__INSTRUCTIONS FOR THE TASK__. Go over the records and copy every line with the string "buildRevision".

-*-*-

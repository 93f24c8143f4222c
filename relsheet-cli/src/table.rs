//! Terminal table rendering for `--format table`

use tabled::{
    settings::{object::Rows, Alignment, Modify, Style},
    Table, Tabled,
};

use relsheet_core::ArtifactRecord;

#[derive(Tabled)]
struct ArtifactRow {
    #[tabled(rename = "Version")]
    version: String,
    #[tabled(rename = "Platform")]
    platform: String,
    #[tabled(rename = "Arch")]
    architecture: String,
    #[tabled(rename = "Backend")]
    backend: String,
    #[tabled(rename = "Format")]
    format: String,
    #[tabled(rename = "URL")]
    url: String,
}

impl From<&ArtifactRecord> for ArtifactRow {
    fn from(record: &ArtifactRecord) -> Self {
        Self {
            version: record.display_version().to_string(),
            platform: record.platform().to_string(),
            architecture: dash_if_empty(record.architecture()),
            backend: dash_if_empty(record.backend()),
            format: record.format().to_string(),
            url: record.url().to_string(),
        }
    }
}

fn dash_if_empty(value: &str) -> String {
    if value.is_empty() {
        "-".to_string()
    } else {
        value.to_string()
    }
}

/// Render records as a rounded table, newline-terminated
pub fn render(records: &[ArtifactRecord]) -> Vec<u8> {
    if records.is_empty() {
        return b"No artifacts in manifest.\n".to_vec();
    }

    let rows: Vec<ArtifactRow> = records.iter().map(ArtifactRow::from).collect();
    let table = Table::new(&rows)
        .with(Style::rounded())
        .with(Modify::new(Rows::first()).with(Alignment::center()))
        .to_string();

    format!("{table}\n").into_bytes()
}
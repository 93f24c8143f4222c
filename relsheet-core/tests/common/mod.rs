//! Shared helpers for integration tests

#![allow(dead_code)]

use std::path::{Path, PathBuf};
use std::time::Duration;
use tokio::io::{AsyncReadExt, AsyncWriteExt};
use tokio::net::TcpListener;
use tokio::task::JoinHandle;

/// Path to a file under `tests/fixtures`
pub fn fixture(name: &str) -> PathBuf {
    Path::new(env!("CARGO_MANIFEST_DIR"))
        .join("tests/fixtures")
        .join(name)
}

/// How the test server answers
pub enum Reply {
    /// Respond with a status line and body
    Respond { status: &'static str, body: Vec<u8> },
    /// Accept the connection and never answer
    Hang,
}

/// A one-shot HTTP responder on localhost
///
/// Returns the URL to request and a handle resolving to the raw request
/// head the server received.
pub async fn serve_once(reply: Reply) -> (String, JoinHandle<String>) {
    let listener = TcpListener::bind("127.0.0.1:0").await.unwrap();
    let url = format!("http://{}/dl/rakudo", listener.local_addr().unwrap());

    let handle = tokio::spawn(async move {
        let (mut stream, _) = listener.accept().await.unwrap();

        let mut head = Vec::new();
        let mut buf = [0u8; 1024];
        while !head.windows(4).any(|w| w == b"\r\n\r\n") {
            let n = stream.read(&mut buf).await.unwrap();
            if n == 0 {
                break;
            }
            head.extend_from_slice(&buf[..n]);
        }

        match reply {
            Reply::Respond { status, body } => {
                let response = format!(
                    "HTTP/1.1 {status}\r\nContent-Type: application/json\r\nContent-Length: {}\r\nConnection: close\r\n\r\n",
                    body.len()
                );
                stream.write_all(response.as_bytes()).await.unwrap();
                stream.write_all(&body).await.unwrap();
                stream.shutdown().await.ok();
            }
            Reply::Hang => {
                tokio::time::sleep(Duration::from_secs(30)).await;
            }
        }

        String::from_utf8_lossy(&head).into_owned()
    });

    (url, handle)
}
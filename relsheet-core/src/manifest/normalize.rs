//! Derived fields: sort key and display version
//!
//! Versions come as `YEAR.MONTH` (`2020.08`) or `YEAR.MONTH.PATCH`
//! (`2020.08.1`). Sort keys are compared as plain strings, so two-segment
//! versions are padded to `YEAR.MONTH.0` before they enter a key.
//! Otherwise `2020.08` build 1 (`2020.081`) would outrank `2020.08.1`
//! build 1 (`2020.08.11`).

use tracing::debug;

use super::record::{ArtifactRecord, RawArtifact, SOURCE_PLATFORM};
use crate::config::PipelineOptions;

/// Separator between sort key components
pub const SORT_KEY_DELIMITER: &str = "-";

/// Length of a canonical three-segment version such as `2020.08.1`
const CANONICAL_VERSION_LEN: usize = "2020.08.1".len();

/// Pad a version to three segments for sort-key purposes
///
/// Only versions that are shorter than the canonical form *and* have fewer
/// than three segments get `.0` appended. Anything else (already three
/// segments, four or more, unusually long) passes through untouched.
pub fn canonical_version(version: &str) -> String {
    let segments = version.split('.').count();
    if version.len() < CANONICAL_VERSION_LEN && segments < 3 {
        format!("{version}.0")
    } else {
        version.to_string()
    }
}

/// `<canonical version><build rev>-<platform>-<arch>`
///
/// The build revision is glued to the version without a separator:
/// `2020.08.1` rev 2 on linux/x86_64 gives `2020.08.12-linux-x86_64`.
pub fn sort_key(version: &str, build_revision: u32, platform: &str, architecture: &str) -> String {
    let version_part = format!("{}{}", canonical_version(version), build_revision);
    [version_part.as_str(), platform, architecture].join(SORT_KEY_DELIMITER)
}

/// Human-facing version
///
/// Source distributions aren't build-revisioned and show the bare version.
/// Everything else gets a two-digit build suffix: `2020.08.1-03`.
pub fn display_version(version: &str, build_revision: u32, platform: &str) -> String {
    if platform == SOURCE_PLATFORM {
        version.to_string()
    } else {
        format!("{version}-{build_revision:02}")
    }
}

/// Build the normalized record for one raw artifact
///
/// Never fails. The stored `version` is carried over unchanged; padding
/// only shows up inside the sort key.
pub fn normalize(raw: RawArtifact, options: &PipelineOptions) -> ArtifactRecord {
    if !looks_like_release_version(&raw.version) {
        debug!(
            "Unexpected version shape '{}' for {}; ordering may be off",
            raw.version, raw.url
        );
    }

    let url = if options.upgrade_insecure_urls {
        upgrade_insecure_url(&raw.url)
    } else {
        raw.url.clone()
    };
    let sort_key = sort_key(
        &raw.version,
        raw.build_revision,
        &raw.platform,
        &raw.architecture,
    );
    let display_version = display_version(&raw.version, raw.build_revision, &raw.platform);

    ArtifactRecord::from_parts(raw, url, sort_key, display_version)
}

/// Rewrite a leading `http://` to `https://`, once
fn upgrade_insecure_url(url: &str) -> String {
    match url.strip_prefix("http://") {
        Some(rest) => format!("https://{rest}"),
        None => url.to_string(),
    }
}

/// Two or three all-digit segments
fn looks_like_release_version(version: &str) -> bool {
    let segments: Vec<&str> = version.split('.').collect();
    (2..=3).contains(&segments.len())
        && segments
            .iter()
            .all(|s| !s.is_empty() && s.bytes().all(|b| b.is_ascii_digit()))
}
//! Artifact record types and manifest decoding

use serde::{Deserialize, Deserializer, Serialize};

use crate::error::{ReleaseError, Result};

/// Platform value marking a source distribution
pub const SOURCE_PLATFORM: &str = "src";

/// One artifact entry exactly as the manifest publishes it
///
/// Field names follow the download site's JSON (`arch`, `build_rev`,
/// `type`, `ver`); the descriptive names are accepted as aliases. Derived
/// values the feed may carry (`sort_key`, `ver_with_build_rev`) are
/// ignored along with every other unknown field.
#[derive(Debug, Clone, Default, PartialEq, Eq, Deserialize)]
pub struct RawArtifact {
    /// Processor architecture (`x86_64`), empty when not arch-specific
    #[serde(default, rename = "arch", alias = "architecture", deserialize_with = "null_as_default")]
    pub architecture: String,

    /// Execution backend (`moar`), empty or null
    #[serde(default, deserialize_with = "null_as_default")]
    pub backend: String,

    /// Build number for repackaged releases of the same version
    #[serde(
        default,
        rename = "build_rev",
        alias = "buildRevision",
        deserialize_with = "null_as_default",
    )]
    pub build_revision: u32,

    /// File format (`tar.gz`, `zip`, `asc`, `txt`)
    #[serde(default, deserialize_with = "null_as_default")]
    pub format: String,

    /// Distribution name
    #[serde(default, deserialize_with = "null_as_default")]
    pub name: String,

    /// Target platform (`linux`, `macos`, `win`) or `src`
    #[serde(default, deserialize_with = "null_as_default")]
    pub platform: String,

    /// Artifact role (`archive`, `sig`, `installer`)
    #[serde(default, rename = "type", alias = "kind", deserialize_with = "null_as_default")]
    pub kind: String,

    /// Download URL
    #[serde(default, deserialize_with = "null_as_default")]
    pub url: String,

    /// `YEAR.MONTH` or `YEAR.MONTH.PATCH`
    #[serde(default, rename = "ver", alias = "version", deserialize_with = "null_as_default")]
    pub version: String,
}

/// A normalized artifact, one row of the report
///
/// Only [`normalize`](super::normalize) builds these. Every field is
/// read-only from the outside so ordering and rendering can't disturb a
/// record once its derived fields are set.
#[derive(Debug, Clone, PartialEq, Eq, Serialize)]
#[serde(rename_all = "camelCase")]
pub struct ArtifactRecord {
    architecture: String,
    backend: String,
    build_revision: u32,
    format: String,
    name: String,
    platform: String,
    kind: String,
    url: String,
    version: String,
    sort_key: String,
    display_version: String,
}

impl ArtifactRecord {
    /// Column names in report order
    pub const COLUMNS: [&'static str; 11] = [
        "architecture",
        "backend",
        "buildRevision",
        "format",
        "name",
        "platform",
        "kind",
        "url",
        "version",
        "sortKey",
        "displayVersion",
    ];

    pub(crate) fn from_parts(
        raw: RawArtifact,
        url: String,
        sort_key: String,
        display_version: String,
    ) -> Self {
        Self {
            architecture: raw.architecture,
            backend: raw.backend,
            build_revision: raw.build_revision,
            format: raw.format,
            name: raw.name,
            platform: raw.platform,
            kind: raw.kind,
            url,
            version: raw.version,
            sort_key,
            display_version,
        }
    }

    pub fn architecture(&self) -> &str {
        &self.architecture
    }

    pub fn backend(&self) -> &str {
        &self.backend
    }

    pub fn build_revision(&self) -> u32 {
        self.build_revision
    }

    pub fn format(&self) -> &str {
        &self.format
    }

    pub fn name(&self) -> &str {
        &self.name
    }

    pub fn platform(&self) -> &str {
        &self.platform
    }

    pub fn kind(&self) -> &str {
        &self.kind
    }

    pub fn url(&self) -> &str {
        &self.url
    }

    pub fn version(&self) -> &str {
        &self.version
    }

    /// Ordering key, meaningless on its own
    pub fn sort_key(&self) -> &str {
        &self.sort_key
    }

    /// Human-facing version, e.g. `2020.08.1-03`
    pub fn display_version(&self) -> &str {
        &self.display_version
    }

    /// `true` for source distributions
    pub fn is_source(&self) -> bool {
        self.platform == SOURCE_PLATFORM
    }

    /// Composite key the report is ordered by
    pub fn order_key(&self) -> (&str, &str) {
        (&self.sort_key, &self.url)
    }
}

/// Decode a manifest body into raw records
///
/// The body must be a JSON array of objects. An empty body is a decode
/// error like any other malformed input.
pub fn decode(bytes: &[u8]) -> Result<Vec<RawArtifact>> {
    serde_json::from_slice(bytes).map_err(|source| ReleaseError::Decode { source })
}

/// Treat an explicit `null` like a missing field
fn null_as_default<'de, D, T>(deserializer: D) -> std::result::Result<T, D::Error>
where
    D: Deserializer<'de>,
    T: Default + Deserialize<'de>,
{
    Ok(Option::<T>::deserialize(deserializer)?.unwrap_or_default())
}

#[cfg(test)]
mod tests {
    use super::*;
    use pretty_assertions::assert_eq;

    #[test]
    fn test_decode_site_field_names() {
        let json = r#"[{
            "arch": "x86_64",
            "backend": "moar",
            "build_rev": 1,
            "format": "tar.gz",
            "name": "rakudo",
            "platform": "linux",
            "type": "archive",
            "url": "https://rakudo.org/dl/rakudo/rakudo-moar-2020.08-01-linux-x86_64.tar.gz",
            "ver": "2020.08"
        }]"#;

        let records = decode(json.as_bytes()).unwrap();
        assert_eq!(
            records,
            vec![RawArtifact {
                architecture: "x86_64".to_string(),
                backend: "moar".to_string(),
                build_revision: 1,
                format: "tar.gz".to_string(),
                name: "rakudo".to_string(),
                platform: "linux".to_string(),
                kind: "archive".to_string(),
                url: "https://rakudo.org/dl/rakudo/rakudo-moar-2020.08-01-linux-x86_64.tar.gz"
                    .to_string(),
                version: "2020.08".to_string(),
            }]
        );
    }

    #[test]
    fn test_decode_descriptive_aliases() {
        let json = r#"[{"architecture": "arm64", "buildRevision": 2, "kind": "sig", "version": "2021.02.1"}]"#;
        let records = decode(json.as_bytes()).unwrap();
        assert_eq!(records[0].architecture, "arm64");
        assert_eq!(records[0].build_revision, 2);
        assert_eq!(records[0].kind, "sig");
        assert_eq!(records[0].version, "2021.02.1");
    }

    #[test]
    fn test_nulls_and_missing_fields_default() {
        let json = r#"[{"backend": null, "build_rev": null, "platform": "src", "ver": "2020.08"}, {}]"#;
        let records = decode(json.as_bytes()).unwrap();
        assert_eq!(records.len(), 2);
        assert_eq!(records[0].backend, "");
        assert_eq!(records[0].build_revision, 0);
        assert_eq!(records[0].architecture, "");
        assert_eq!(records[1], RawArtifact::default());
    }

    #[test]
    fn test_derived_fields_in_input_are_ignored() {
        let json = r#"[{"ver": "2020.08", "sort_key": "9999", "ver_with_build_rev": "bogus", "padding": "", "extra": {"nested": true}}]"#;
        let records = decode(json.as_bytes()).unwrap();
        assert_eq!(records[0].version, "2020.08");
    }

    #[test]
    fn test_decode_rejects_non_array() {
        assert!(matches!(
            decode(br#"{"ver": "2020.08"}"#),
            Err(ReleaseError::Decode { .. })
        ));
        assert!(matches!(decode(b""), Err(ReleaseError::Decode { .. })));
        assert!(matches!(decode(b"<html>"), Err(ReleaseError::Decode { .. })));
    }

    #[test]
    fn test_decode_rejects_wrong_field_type() {
        let json = r#"[{"build_rev": "two"}]"#;
        assert!(matches!(
            decode(json.as_bytes()),
            Err(ReleaseError::Decode { .. })
        ));
    }

    #[test]
    fn test_decode_empty_array() {
        assert!(decode(b"[]").unwrap().is_empty());
    }
}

-*-*-

__ANSWER AREA__.
        alias = "buildRevision",
        "buildRevision",
        let json = r#"[{"architecture": "arm64", "buildRevision": 2, "kind": "sig", "version": "2021.02.1"}]"#;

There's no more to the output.